Original Message:
Sent: Fri April 14, 2023 04:24 AM
From: Holger Martens
Subject: ISP 8.1.18.0 : volume not mounting, process not cancelling
Hello Igor,
I'm dealing with ADSM/ TSM/ SP since V1.0 ... due to the huge amount of supported devices and the different operating systems it's never boring and I learn new things every day - that's why I love to be part of the SP community.
Addressing the issue to our support team is definitely the right thing to do; I hope they will be able to track it down and fix it soon.
Regards,
Holger
------------------------------
Holger Martens
Original Message:
Sent: Thu April 13, 2023 02:48 AM
From: Igor MERKU'
Subject: ISP 8.1.18.0 : volume not mounting, process not cancelling
Hello Holger,
thank you very much for your detailed answer, I very much appreciate your effort.
There is a lot for me to learn - you never stop learning, do you...
When we started off with ISP 8.1 (migrating to a new machine coming from TSM 7) we ran into these performance/lock/unresponsive situation from the start, has been very frustrating. For apparently no reason things settled and have been quite stable for several months up until the recent update from 8.1.17 to 8.1.18 (and kernel update, and lin_tape update) and "here we go again" ...
Yesterday afternoon, after a hard reset, I had the ISP completely for myself, no session, no process, nothing. So I started a backup db full onto file ... and the server went nuts in a blink of an eye. Very frustrating.
I have a case open with IBM, hopefully we can make a sense out of it all, eventually. Might be some stupid option (stupid in the sense of a change/reset to some default value or behaviour) to set up differently with 8.1.18/lin_tape/kernel ... I'll keep this thread posted.
Thanks again, Holger, much appreciated.
Cheers, Igor
------------------------------
Igor MERKU'
Original Message:
Sent: Wed April 12, 2023 08:04 AM
From: Holger Martens
Subject: ISP 8.1.18.0 : volume not mounting, process not cancelling
Hello Igor,
if a process cannot be cancelled it may hang in I/O. More details at very high level in my own words ...
The SP server is running in user space. If a process/ thread needs to issue an I/O, for example to a tape drive, this needs to be done through kernel space. As soon as the thread issued the I/O it has no more control about it and can only wait for the I/O to time out, fail or successfully return to the thread. The thread waiting for the I/O response usually cannot be cancelled. Even if you halt the SP server it's possible the thread is still "hanging around". To clean this up it may be required to reboot the Linux/ Operating System to free the resources. This is not a SP server unique issue ... it's the way Operating Systems work.

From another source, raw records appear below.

//! Navigator layout: current task, siblings, subtasks and the toast line
//!
//! Everything drawn comes from the session cache; drawing never fetches.

use ratatui::{
    prelude::*,
    widgets::{Block, Borders, List, ListItem, ListState, Paragraph},
};

use super::app::App;
use crate::domain::{position_of, Sibling, TaskId};
use crate::storage::NavCache;

/// What the cache knows around the current task
#[derive(Debug, Default, PartialEq, Eq)]
pub struct Snapshot {
    pub current: Option<TaskId>,
    pub parent: Option<TaskId>,
    pub siblings: Vec<Sibling>,
    pub sibling_idx: Option<usize>,
    pub children: Vec<Sibling>,
    /// The child a move down would pick
    pub child_idx: Option<usize>,
}

impl Snapshot {
    pub fn from_cache(cache: &NavCache, current: Option<&TaskId>) -> Self {
        let Some(current) = current else {
            return Self::default();
        };

        let parent = cache.get_parent(current).cloned();
        let siblings = parent
            .as_ref()
            .and_then(|p| cache.get_children(p))
            .map(|entry| entry.siblings.clone())
            .unwrap_or_default();
        let sibling_idx = position_of(&siblings, current);

        let children = cache
            .get_children(current)
            .map(|entry| entry.siblings.clone())
            .unwrap_or_default();
        let child_idx = (!children.is_empty()).then(|| {
            cache
                .get_last_visited(current)
                .and_then(|last| {
                    if last.still_matches(&children) {
                        Some(last.idx)
                    } else {
                        position_of(&children, &last.id)
                    }
                })
                .unwrap_or(0)
        });

        Self {
            current: Some(current.clone()),
            parent,
            siblings,
            sibling_idx,
            children,
            child_idx,
        }
    }

    /// Name of the current task, when its parent's children are cached
    pub fn current_name(&self) -> Option<&str> {
        self.sibling_idx
            .and_then(|idx| self.siblings.get(idx))
            .map(|s| s.name.as_str())
            .filter(|name| !name.is_empty())
    }
}

/// Cuts `s` to `max` characters, marking the cut with an ellipsis
fn clip(s: &str, max: usize) -> String {
    if s.chars().count() <= max {
        return s.to_string();
    }
    let mut clipped: String = s.chars().take(max.saturating_sub(1)).collect();
    clipped.push('\u{2026}');
    clipped
}

pub fn draw(frame: &mut Frame, app: &App) {
    let snapshot = app.snapshot();

    let rows = Layout::default()
        .direction(Direction::Vertical)
        .constraints([
            Constraint::Length(3), // Current task
            Constraint::Min(5),    // Siblings | subtasks
            Constraint::Length(3), // Toast / help
        ])
        .split(frame.area());

    let columns = Layout::default()
        .direction(Direction::Horizontal)
        .constraints([Constraint::Percentage(50), Constraint::Percentage(50)])
        .split(rows[1]);

    draw_header(frame, app, &snapshot, rows[0]);
    draw_list(
        frame,
        columns[0],
        "Siblings",
        &snapshot.siblings,
        snapshot.sibling_idx,
        Color::Cyan,
    );
    draw_list(
        frame,
        columns[1],
        "Subtasks",
        &snapshot.children,
        snapshot.child_idx,
        Color::Green,
    );
    draw_status(frame, app, rows[2]);
}

fn draw_header(frame: &mut Frame, app: &App, snapshot: &Snapshot, area: Rect) {
    let text = match (&snapshot.current, snapshot.current_name()) {
        (None, _) => Line::from("No current task. Run 'subnav goto <id>' first."),
        (Some(id), name) => {
            let mut spans = vec![Span::styled(
                id.to_string(),
                Style::default().add_modifier(Modifier::BOLD),
            )];
            if let Some(name) = name {
                spans.push(Span::raw(format!("  {}", clip(name, 60))));
            }
            if let Some(parent) = &snapshot.parent {
                spans.push(Span::styled(
                    format!("   parent {}", parent),
                    Style::default().fg(Color::DarkGray),
                ));
            }
            Line::from(spans)
        }
    };

    let title = format!("subnav [{}]", app.session_name());
    let header = Paragraph::new(text).block(Block::default().title(title).borders(Borders::ALL));
    frame.render_widget(header, area);
}

fn draw_list(
    frame: &mut Frame,
    area: Rect,
    title: &str,
    entries: &[Sibling],
    selected: Option<usize>,
    accent: Color,
) {
    let width = usize::from(area.width.saturating_sub(14));
    let items: Vec<ListItem> = entries
        .iter()
        .map(|s| ListItem::new(format!("{:<8} {}", s.id, clip(&s.name, width))))
        .collect();

    let title = match selected {
        Some(idx) => format!("{} ({} / {})", title, idx + 1, entries.len()),
        None => format!("{} ({})", title, entries.len()),
    };

    let list = List::new(items)
        .block(
            Block::default()
                .title(title)
                .borders(Borders::ALL)
                .border_style(Style::default().fg(accent)),
        )
        .highlight_style(Style::default().bg(Color::DarkGray).add_modifier(Modifier::BOLD))
        .highlight_symbol("> ");

    let mut state = ListState::default();
    state.select(selected);
    frame.render_stateful_widget(list, area, &mut state);
}

fn draw_status(frame: &mut Frame, app: &App, area: Rect) {
    let line = match app.toast() {
        Some((message, true)) => Line::from(Span::styled(message, Style::default().fg(Color::Yellow))),
        Some((message, false)) => Line::from(Span::styled(message, Style::default().fg(Color::Green))),
        None => Line::from(Span::styled(
            "\u{2191}\u{2193} siblings  Home/End first/last  \u{2190} parent  \u{2192} subtask  q quit",
            Style::default().fg(Color::DarkGray),
        )),
    };

    let status = Paragraph::new(line).block(Block::default().borders(Borders::ALL));
    frame.render_widget(status, area);
}
//! Hierarchy backed by the project's `tasks.jsonl`

use crate::domain::{Sibling, TaskId, TaskRef, PAGE_SIZE};
use crate::storage::TaskStore;

use super::{HierarchyClient, HierarchyError};

/// Local hierarchy client
///
/// Every call re-reads the store, so edits made between commands (moves,
/// removals) are seen the same way a remote backend's changes would be.
pub struct LocalHierarchy {
    store: TaskStore,
}

impl LocalHierarchy {
    pub fn new(store: TaskStore) -> Self {
        Self { store }
    }
}

impl HierarchyClient for LocalHierarchy {
    fn get_task(&self, id: &TaskId) -> Result<TaskRef, HierarchyError> {
        let task = self
            .store
            .get(id)
            .map_err(|e| HierarchyError::transport(format!("{:#}", e)))?
            .ok_or_else(|| HierarchyError::NotFound(id.clone()))?;

        Ok(TaskRef {
            id: task.id,
            parent: task.parent,
        })
    }

    fn get_children(&self, parent: &TaskId) -> Result<Vec<Sibling>, HierarchyError> {
        let tasks = self
            .store
            .read_all()
            .map_err(|e| HierarchyError::transport(format!("{:#}", e)))?;

        if !tasks.iter().any(|t| &t.id == parent) {
            return Err(HierarchyError::NotFound(parent.clone()));
        }

        Ok(tasks
            .iter()
            .filter(|t| t.parent.as_ref() == Some(parent))
            .take(PAGE_SIZE)
            .map(|t| t.as_sibling())
            .collect())
    }
}
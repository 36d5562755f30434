//! Collaborators the dispatcher talks to
//!
//! - [`PageContext`]: which task is open right now
//! - [`Router`]: open a different task in place
//! - [`Notifier`]: show a short status line
//!
//! The state file serves as both page context and router for the CLI; a
//! [`Location`] pins the current task to a URL or path given on the command
//! line.

use reqwest::Url;

use crate::domain::TaskId;
use crate::storage::StateFile;

pub trait PageContext {
    /// The open task, or `None` when not looking at a task
    fn current_task_id(&self) -> Option<TaskId>;
}

pub trait Router {
    /// Opens `target`; `false` means a move is not possible from here
    fn navigate_to(&self, target: &TaskId) -> bool;
}

pub trait Notifier {
    /// Shows a transient message; `is_boundary` marks boundary and error text
    fn show(&self, message: &str, is_boundary: bool);
}

/// The three collaborators of one dispatch
#[derive(Clone, Copy)]
pub struct Collaborators<'a> {
    pub page: &'a dyn PageContext,
    pub router: &'a dyn Router,
    pub notifier: &'a dyn Notifier,
}

impl PageContext for StateFile {
    fn current_task_id(&self) -> Option<TaskId> {
        match self.current() {
            Ok(current) => current,
            Err(e) => {
                tracing::warn!(error = %format!("{:#}", e), "ignoring unreadable state file");
                None
            }
        }
    }
}

impl Router for StateFile {
    fn navigate_to(&self, target: &TaskId) -> bool {
        match self.set_current(target) {
            Ok(()) => true,
            Err(e) => {
                tracing::warn!(task = %target, error = %format!("{:#}", e), "failed to open task");
                false
            }
        }
    }
}

/// A task location given as a URL, a path or a bare id
#[derive(Debug, Clone)]
pub struct Location(String);

impl Location {
    pub fn new(input: impl Into<String>) -> Self {
        Self(input.into())
    }
}

impl PageContext for Location {
    fn current_task_id(&self) -> Option<TaskId> {
        let input = self.0.trim();

        if let Ok(url) = Url::parse(input) {
            if url.has_host() {
                return TaskId::from_location(url.path());
            }
        }
        if input.contains('/') {
            return TaskId::from_location(input);
        }
        input.parse().ok()
    }
}

#[cfg(test)]
pub(crate) mod doubles {
    use std::cell::RefCell;

    use super::*;

    /// Address bar plus router: accepted moves change the current task
    pub struct FakePage {
        current: RefCell<Option<TaskId>>,
        accept: bool,
        pub visits: RefCell<Vec<TaskId>>,
    }

    impl FakePage {
        pub fn at(task: &str) -> Self {
            Self {
                current: RefCell::new(Some(task.parse().unwrap())),
                accept: true,
                visits: RefCell::new(Vec::new()),
            }
        }

        pub fn nowhere() -> Self {
            Self {
                current: RefCell::new(None),
                accept: true,
                visits: RefCell::new(Vec::new()),
            }
        }

        pub fn rejecting(task: &str) -> Self {
            Self {
                accept: false,
                ..Self::at(task)
            }
        }

        pub fn current(&self) -> Option<TaskId> {
            self.current.borrow().clone()
        }
    }

    impl PageContext for FakePage {
        fn current_task_id(&self) -> Option<TaskId> {
            self.current()
        }
    }

    impl Router for FakePage {
        fn navigate_to(&self, target: &TaskId) -> bool {
            if !self.accept {
                return false;
            }
            self.visits.borrow_mut().push(target.clone());
            *self.current.borrow_mut() = Some(target.clone());
            true
        }
    }

    #[derive(Default)]
    pub struct RecordingNotifier {
        pub shown: RefCell<Vec<(String, bool)>>,
    }

    impl RecordingNotifier {
        pub fn last(&self) -> Option<(String, bool)> {
            self.shown.borrow().last().cloned()
        }
    }

    impl Notifier for RecordingNotifier {
        fn show(&self, message: &str, is_boundary: bool) {
            self.shown.borrow_mut().push((message.to_string(), is_boundary));
        }
    }
}

#[cfg(test)]
mod tests {
    use super::*;
    use tempfile::TempDir;

    fn current(input: &str) -> Option<String> {
        Location::new(input)
            .current_task_id()
            .map(|id| id.to_string())
    }

    #[test]
    fn location_from_url() {
        assert_eq!(current("https://app.asana.com/0/111/222").as_deref(), Some("222"));
        assert_eq!(
            current("https://app.asana.com/1/9/project/111/task/333?focus=true").as_deref(),
            Some("333")
        );
        assert_eq!(current("https://app.asana.com/0/home"), None);
    }

    #[test]
    fn location_from_path_or_id() {
        assert_eq!(current("/0/111/222").as_deref(), Some("222"));
        assert_eq!(current("444").as_deref(), Some("444"));
        assert_eq!(current("  "), None);
    }

    #[test]
    fn state_file_is_page_and_router() {
        let dir = TempDir::new().unwrap();
        let state = StateFile::new(dir.path().join("state.json"));
        assert!(state.current_task_id().is_none());

        let target: TaskId = "5".parse().unwrap();
        assert!(state.navigate_to(&target));
        assert_eq!(state.current_task_id(), Some(target));
    }

    #[test]
    fn unwritable_state_rejects_navigation() {
        let dir = TempDir::new().unwrap();
        // A directory where the file should be makes the rename fail
        let path = dir.path().join("state.json");
        std::fs::create_dir_all(path.join("occupied")).unwrap();
        let state = StateFile::new(path);

        assert!(!state.navigate_to(&"5".parse().unwrap()));
    }
}
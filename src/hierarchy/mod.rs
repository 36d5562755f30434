//! # Hierarchy Clients
//!
//! A hierarchy client answers two questions about a task tree:
//! what is the parent of this task, and what are the children of this
//! parent (in the backend's own order, at most [`PAGE_SIZE`] of them).
//!
//! | Backend | Source |
//! |---------|--------|
//! | [`LocalHierarchy`] | `.subnav/tasks.jsonl` |
//! | [`AsanaClient`] | Asana REST API |
//!
//! Both report an unknown id as [`HierarchyError::NotFound`]; everything
//! else that goes wrong is [`HierarchyError::Transport`].

mod asana;
mod local;
#[cfg(test)]
pub(crate) mod memory;

use anyhow::Result;
use thiserror::Error;

pub use asana::AsanaClient;
pub use local::LocalHierarchy;

use crate::domain::{Sibling, TaskId, TaskRef};
use crate::storage::{Project, SourceKind};

pub use crate::domain::PAGE_SIZE;

#[derive(Debug, Error)]
pub enum HierarchyError {
    #[error("Task not found: {0}")]
    NotFound(TaskId),

    #[error("Hierarchy request failed: {0}")]
    Transport(String),
}

impl HierarchyError {
    pub fn transport(err: impl std::fmt::Display) -> Self {
        HierarchyError::Transport(err.to_string())
    }
}

/// Parent/children lookups against a task tree
pub trait HierarchyClient {
    /// Fetches a task's parent link
    fn get_task(&self, id: &TaskId) -> Result<TaskRef, HierarchyError>;

    /// Fetches up to [`PAGE_SIZE`] children of `parent`, in backend order
    fn get_children(&self, parent: &TaskId) -> Result<Vec<Sibling>, HierarchyError>;
}

impl<T: HierarchyClient + ?Sized> HierarchyClient for Box<T> {
    fn get_task(&self, id: &TaskId) -> Result<TaskRef, HierarchyError> {
        (**self).get_task(id)
    }

    fn get_children(&self, parent: &TaskId) -> Result<Vec<Sibling>, HierarchyError> {
        (**self).get_children(parent)
    }
}

/// Opens the backend configured for a project
pub fn open(project: &Project) -> Result<Box<dyn HierarchyClient>> {
    let config = &project.config().project;
    tracing::debug!(source = config.source.as_str(), "opening hierarchy backend");

    match config.source {
        SourceKind::Local => Ok(Box::new(LocalHierarchy::new(project.task_store()))),
        SourceKind::Asana => Ok(Box::new(AsanaClient::from_config(&config.asana)?)),
    }
}
//! # Storage Layer
//!
//! Persistence layer for subnav.
//!
//! ## Storage Formats
//!
//! | Data | Format | Location |
//! |------|--------|----------|
//! | Local hierarchy | JSONL (one task per line) | `.subnav/tasks.jsonl` |
//! | Current task | JSON | `.subnav/state.json` |
//! | Navigation cache | JSON (per session) | `.subnav/.cache/session-{name}.json` |
//! | Config | TOML | `.subnav/config.toml` |
//!
//! ## Concurrency Safety
//!
//! - [`TaskStore`] and [`FileSession`] use file locking (`fs2`)
//! - All writes are atomic (temp file + rename)
//!
//! ## Key Types
//!
//! - [`Project`] - Entry point for accessing a subnav project
//! - [`NavCache`] - The session-scoped hierarchy cache
//! - [`TaskStore`] - Read/write the local hierarchy as JSONL
//! - [`Config`] - Project and global configuration

mod cache;
mod config;
mod jsonl;
mod project;
pub mod session;
mod state;

pub use cache::{ChildrenEntry, NavCache, DEFAULT_CAPACITY, DEFAULT_TTL_MS};
pub use config::{
    AsanaConfig, CacheConfig, Config, ConfigError, GlobalConfig, OutputFormat, ProjectConfig,
    SourceKind, TuiConfig,
};
pub use jsonl::TaskStore;
pub use project::{Project, ProjectError};
pub use session::{FileSession, SessionBackend, SessionError};
pub use state::StateFile;
//! Asana REST API hierarchy client
//!
//! Endpoints:
//! 1. `GET /tasks/{gid}?opt_fields=gid,parent` for the parent link
//! 2. `GET /tasks/{gid}/subtasks?opt_fields=name&limit=100` for children
//!
//! Responses are wrapped in a `{ "data": ... }` envelope. Requests carry a
//! bearer token and a bounded timeout.

use std::time::Duration;

use anyhow::Context;
use reqwest::blocking::Client;
use reqwest::{StatusCode, Url};
use serde::de::DeserializeOwned;
use serde::Deserialize;

use crate::domain::{Sibling, TaskId, TaskRef, PAGE_SIZE};
use crate::storage::AsanaConfig;

use super::{HierarchyClient, HierarchyError};

/// Asana hierarchy client
pub struct AsanaClient {
    client: Client,
    base_url: Url,
    token: Option<String>,
}

#[derive(Debug, Deserialize)]
struct Envelope<T> {
    data: T,
}

#[derive(Debug, Deserialize)]
struct GidRef {
    gid: TaskId,
}

#[derive(Debug, Deserialize)]
struct TaskBody {
    gid: TaskId,
    #[serde(default)]
    parent: Option<GidRef>,
}

#[derive(Debug, Deserialize)]
struct SubtaskBody {
    gid: TaskId,
    #[serde(default)]
    name: Option<String>,
}

impl AsanaClient {
    /// Creates a client against `base_url`
    pub fn new(base_url: &str, token: Option<String>, timeout: Duration) -> anyhow::Result<Self> {
        let base_url = Url::parse(base_url)
            .with_context(|| format!("Invalid Asana base URL: {}", base_url))?;
        if base_url.cannot_be_a_base() {
            anyhow::bail!("Invalid Asana base URL: {}", base_url);
        }

        let client = Client::builder()
            .timeout(timeout)
            .build()
            .context("Failed to build HTTP client")?;

        Ok(Self {
            client,
            base_url,
            token,
        })
    }

    /// Creates a client from project configuration, reading the token from
    /// the configured environment variable
    pub fn from_config(config: &AsanaConfig) -> anyhow::Result<Self> {
        let token = std::env::var(&config.token_env)
            .ok()
            .filter(|t| !t.is_empty())
            .with_context(|| format!("Asana token not set: export {}", config.token_env))?;

        Self::new(
            &config.base_url,
            Some(token),
            Duration::from_secs(config.timeout_secs),
        )
    }

    /// `{base}/tasks/{id}[/{suffix}]`
    fn task_url(&self, id: &TaskId, suffix: Option<&str>) -> Url {
        let mut url = self.base_url.clone();
        if let Ok(mut segments) = url.path_segments_mut() {
            segments.pop_if_empty().push("tasks").push(id.as_str());
            if let Some(suffix) = suffix {
                segments.push(suffix);
            }
        }
        url
    }

    fn fetch<T: DeserializeOwned>(
        &self,
        id: &TaskId,
        url: Url,
        query: &[(&str, &str)],
    ) -> Result<T, HierarchyError> {
        tracing::debug!(%url, "asana request");

        let mut request = self.client.get(url).query(query);
        if let Some(token) = &self.token {
            request = request.bearer_auth(token);
        }

        let response = request.send().map_err(HierarchyError::transport)?;
        check_status(id, response.status())?;

        let body = response.text().map_err(HierarchyError::transport)?;
        parse_envelope(&body)
    }
}

/// Maps an HTTP status to the hierarchy error vocabulary
fn check_status(id: &TaskId, status: StatusCode) -> Result<(), HierarchyError> {
    if status == StatusCode::NOT_FOUND {
        return Err(HierarchyError::NotFound(id.clone()));
    }
    if !status.is_success() {
        return Err(HierarchyError::Transport(format!("API {}", status.as_u16())));
    }
    Ok(())
}

fn parse_envelope<T: DeserializeOwned>(body: &str) -> Result<T, HierarchyError> {
    serde_json::from_str::<Envelope<T>>(body)
        .map(|envelope| envelope.data)
        .map_err(|e| HierarchyError::Transport(format!("malformed response: {}", e)))
}

fn into_task_ref(body: TaskBody) -> TaskRef {
    TaskRef {
        id: body.gid,
        parent: body.parent.map(|p| p.gid),
    }
}

fn into_siblings(bodies: Vec<SubtaskBody>) -> Vec<Sibling> {
    bodies
        .into_iter()
        .take(PAGE_SIZE)
        .map(|s| Sibling::new(s.gid, s.name.unwrap_or_default()))
        .collect()
}

impl HierarchyClient for AsanaClient {
    fn get_task(&self, id: &TaskId) -> Result<TaskRef, HierarchyError> {
        let url = self.task_url(id, None);
        let body: TaskBody = self.fetch(id, url, &[("opt_fields", "gid,parent")])?;
        Ok(into_task_ref(body))
    }

    fn get_children(&self, parent: &TaskId) -> Result<Vec<Sibling>, HierarchyError> {
        let url = self.task_url(parent, Some("subtasks"));
        let limit = PAGE_SIZE.to_string();
        let bodies: Vec<SubtaskBody> =
            self.fetch(parent, url, &[("opt_fields", "name"), ("limit", limit.as_str())])?;
        Ok(into_siblings(bodies))
    }
}
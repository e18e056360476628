//! Soft assertions: record failures, report them all at once.

use crate::report::{CompositeFailure, FailureReport};
use crate::sink::Sink;
use crate::subject::Subject;
use std::cell::RefCell;
use std::rc::Rc;

/// An accumulating assertion session.
///
/// Chains obtained through [`assert_that`](SoftAssertions::assert_that)
/// record failures instead of raising, so every check in the session runs.
/// [`assert_all`](SoftAssertions::assert_all) then raises a single
/// [`CompositeFailure`] if anything was recorded.
///
/// Usage errors (negative tolerance, unknown field names) are never
/// deferred; they abort immediately even inside a session.
///
/// # Example
///
/// ```rust,ignore
/// let softly = SoftAssertions::new();
/// softly.assert_that(10_i32).described_as("first").is_less_than(20);
/// softly.assert_that(20_i32).described_as("second").is_less_than(5);
/// softly.assert_that("abc").described_as("third").contains("a");
/// softly.assert_all(); // raises one failure, for "second"
/// ```
#[derive(Debug, Default)]
pub struct SoftAssertions {
    outcomes: Rc<RefCell<Vec<FailureReport>>>,
}

impl SoftAssertions {
    /// Begin a fresh session with an empty outcome list.
    pub fn new() -> Self {
        Self::default()
    }

    /// Begin a recording chain over `subject`.
    ///
    /// The chain's failures append to this session in invocation order.
    pub fn assert_that<S: Subject>(&self, subject: S) -> S::Assertion {
        subject.into_assertion(Sink::record(Rc::clone(&self.outcomes)))
    }

    /// Number of failures recorded so far.
    pub fn failure_count(&self) -> usize {
        self.outcomes.borrow().len()
    }

    /// Snapshot of the recorded failures, in invocation order.
    pub fn failures(&self) -> Vec<FailureReport> {
        self.outcomes.borrow().clone()
    }

    /// Raise a [`CompositeFailure`] if any check in the session failed.
    ///
    /// Drains the session: a second call finds nothing recorded and is a
    /// no-op, so finalizing twice never re-raises.
    pub fn assert_all(&self) {
        let failures: Vec<FailureReport> = self.outcomes.take();
        if failures.is_empty() {
            return;
        }
        panic!("{}", CompositeFailure::new(failures))
    }
}
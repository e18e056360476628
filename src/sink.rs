//! Failure delivery strategy.
//!
//! Each assertion chain is constructed with a [`Sink`] that decides what a
//! failing check does: raise immediately (the default, terminating the
//! scenario) or record into a soft session's outcome list so the chain keeps
//! executing. The two behaviors are separate `FailureSink` implementations
//! injected at construction time rather than a mode flag consulted per call.

use crate::report::FailureReport;
use std::cell::RefCell;
use std::fmt;
use std::rc::Rc;

pub(crate) trait FailureSink: fmt::Debug {
    fn accept(&self, report: FailureReport);
}

/// Eager mode: a failing assertion terminates the scenario on the spot.
#[derive(Debug)]
struct RaiseImmediately;

impl FailureSink for RaiseImmediately {
    fn accept(&self, report: FailureReport) {
        panic!("assertion failed: {report}")
    }
}

/// Soft mode: failures append to the owning session, chaining continues.
#[derive(Debug)]
struct RecordToSession {
    outcomes: Rc<RefCell<Vec<FailureReport>>>,
}

impl FailureSink for RecordToSession {
    fn accept(&self, report: FailureReport) {
        self.outcomes.borrow_mut().push(report);
    }
}

/// Handle to the failure strategy shared by every chain built from the same
/// entry point. Cheap to clone; chains derived from one another (filtering,
/// extraction) carry the same sink.
#[derive(Debug, Clone)]
pub struct Sink(Rc<dyn FailureSink>);

impl Sink {
    pub(crate) fn raise() -> Self {
        Sink(Rc::new(RaiseImmediately))
    }

    pub(crate) fn record(outcomes: Rc<RefCell<Vec<FailureReport>>>) -> Self {
        Sink(Rc::new(RecordToSession { outcomes }))
    }

    pub(crate) fn accept(&self, report: FailureReport) {
        self.0.accept(report);
    }
}
//! Field matcher values for filtering record collections.
//!
//! `filtered_on_field` takes an explicit [`FieldMatcher`] value instead of a
//! parsed expression string. Matchers evaluate against the extracted field
//! value and report type misuse (a tolerance matcher on a string field, a
//! substring matcher on a number) as usage errors.

use crate::compare::{approx_eq, value_contains, value_eq};
use crate::error::UsageError;
use glob::Pattern;
use regex::Regex;
use serde_json::Value;
use std::fmt;

/// Predicate over a single record field value.
///
/// Built with the constructor functions in this module:
///
/// ```rust
/// use attest::matchers::{equal_to, not_equal, none_of};
/// use serde_json::json;
///
/// assert!(equal_to(30).matches(&json!(30)).unwrap());
/// assert!(not_equal(30).matches(&json!(10)).unwrap());
/// assert!(none_of([30]).matches(&json!(20)).unwrap());
/// ```
#[derive(Debug, Clone, PartialEq)]
pub enum FieldMatcher {
    /// Field equals the value (numbers compare numerically).
    EqualTo(Value),
    /// Field differs from the value.
    NotEqualTo(Value),
    /// Field equals one of the values.
    OneOf(Vec<Value>),
    /// Field equals none of the values.
    NoneOf(Vec<Value>),
    /// Numeric field within `tolerance` of `expected`.
    CloseTo { expected: f64, tolerance: f64 },
    /// String field contains the substring (array field contains the value).
    Containing(Value),
    /// String field matches a pattern: glob first, then regex, then exact.
    Matching(String),
}

/// Match fields equal to `value`.
pub fn equal_to(value: impl Into<Value>) -> FieldMatcher {
    FieldMatcher::EqualTo(value.into())
}

/// Match fields different from `value`.
pub fn not_equal(value: impl Into<Value>) -> FieldMatcher {
    FieldMatcher::NotEqualTo(value.into())
}

/// Match fields equal to any of `values`.
pub fn one_of<V: Into<Value>>(values: impl IntoIterator<Item = V>) -> FieldMatcher {
    FieldMatcher::OneOf(values.into_iter().map(Into::into).collect())
}

/// Match fields equal to none of `values`.
pub fn none_of<V: Into<Value>>(values: impl IntoIterator<Item = V>) -> FieldMatcher {
    FieldMatcher::NoneOf(values.into_iter().map(Into::into).collect())
}

/// Match numeric fields within `tolerance` of `expected`.
pub fn close_to(expected: f64, tolerance: f64) -> FieldMatcher {
    FieldMatcher::CloseTo {
        expected,
        tolerance,
    }
}

/// Match string fields containing the substring (or array fields containing
/// the value).
pub fn containing(value: impl Into<Value>) -> FieldMatcher {
    FieldMatcher::Containing(value.into())
}

/// Match string fields against a pattern.
///
/// Tried in order: glob (`*.txt`, `user?`), regex (`^user\d$`), exact.
pub fn matching(pattern: impl Into<String>) -> FieldMatcher {
    FieldMatcher::Matching(pattern.into())
}

impl FieldMatcher {
    /// Evaluate the matcher against a field value.
    pub fn matches(&self, actual: &Value) -> Result<bool, UsageError> {
        match self {
            FieldMatcher::EqualTo(expected) => Ok(value_eq(actual, expected)),
            FieldMatcher::NotEqualTo(expected) => Ok(!value_eq(actual, expected)),
            FieldMatcher::OneOf(values) => Ok(values.iter().any(|v| value_eq(actual, v))),
            FieldMatcher::NoneOf(values) => Ok(!values.iter().any(|v| value_eq(actual, v))),
            FieldMatcher::CloseTo {
                expected,
                tolerance,
            } => {
                let actual = actual.as_f64().ok_or_else(|| UsageError::TypeMismatch {
                    operation: "close_to".to_string(),
                    required: "a numeric field".to_string(),
                    actual: actual.to_string(),
                })?;
                approx_eq(actual, *expected, *tolerance)
            }
            FieldMatcher::Containing(needle) => value_contains(actual, needle),
            FieldMatcher::Matching(pattern) => {
                let text = match actual {
                    Value::String(s) => s.clone(),
                    other => other.to_string(),
                };
                Ok(pattern_matches(pattern, &text))
            }
        }
    }
}

impl fmt::Display for FieldMatcher {
    fn fmt(&self, f: &mut fmt::Formatter<'_>) -> fmt::Result {
        match self {
            FieldMatcher::EqualTo(v) => write!(f, "= {v}"),
            FieldMatcher::NotEqualTo(v) => write!(f, "!= {v}"),
            FieldMatcher::OneOf(vs) => write!(f, "one of {}", Value::Array(vs.clone())),
            FieldMatcher::NoneOf(vs) => write!(f, "none of {}", Value::Array(vs.clone())),
            FieldMatcher::CloseTo {
                expected,
                tolerance,
            } => write!(f, "within {tolerance} of {expected}"),
            FieldMatcher::Containing(v) => write!(f, "containing {v}"),
            FieldMatcher::Matching(p) => write!(f, "matching '{p}'"),
        }
    }
}

/// Match a string against a pattern, trying glob, then regex, then an exact
/// comparison.
fn pattern_matches(pattern: &str, actual: &str) -> bool {
    // Try glob pattern first
    if let Ok(glob) = Pattern::new(pattern) {
        if glob.matches(actual) {
            return true;
        }
    }

    // Try regex
    if let Ok(re) = Regex::new(pattern) {
        if re.is_match(actual) {
            return true;
        }
    }

    // Exact match fallback
    pattern == actual
}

Nevertheless, this is a guess from what you describe. I would check for I/O issues with the tape drive/ tape library matching time of issue.
If the issue reoccurs you may check for locking conflicts in the SP server (resources will be locked when in use; SP server threads may wait for a lock to go away allowing access to the resource). The SP server has a build in deadlock detector. If the SP server detects a deadlock, it will cancel a process/ session to resolve the deadlock. In your case the SP server seems to have not detected a deadlock.
You can get some more details by issuing the following commands as SP server admin:
q mount f=d
show mp
q sess f=d
show session
show thread
show locks
q drive f=d
show library
---
The show library output has a stanza for each drive. In the 3rd line of each drive you will find "polled = 0/1". If it's 1, the SP server is polling the drive because it is not responding. This may indicate an I/O issue with the drive, resulting into a process tape mount to hang forever ... because the process already got this drive resource assigned and is not waiting for it ... waiting for the mount to be completed.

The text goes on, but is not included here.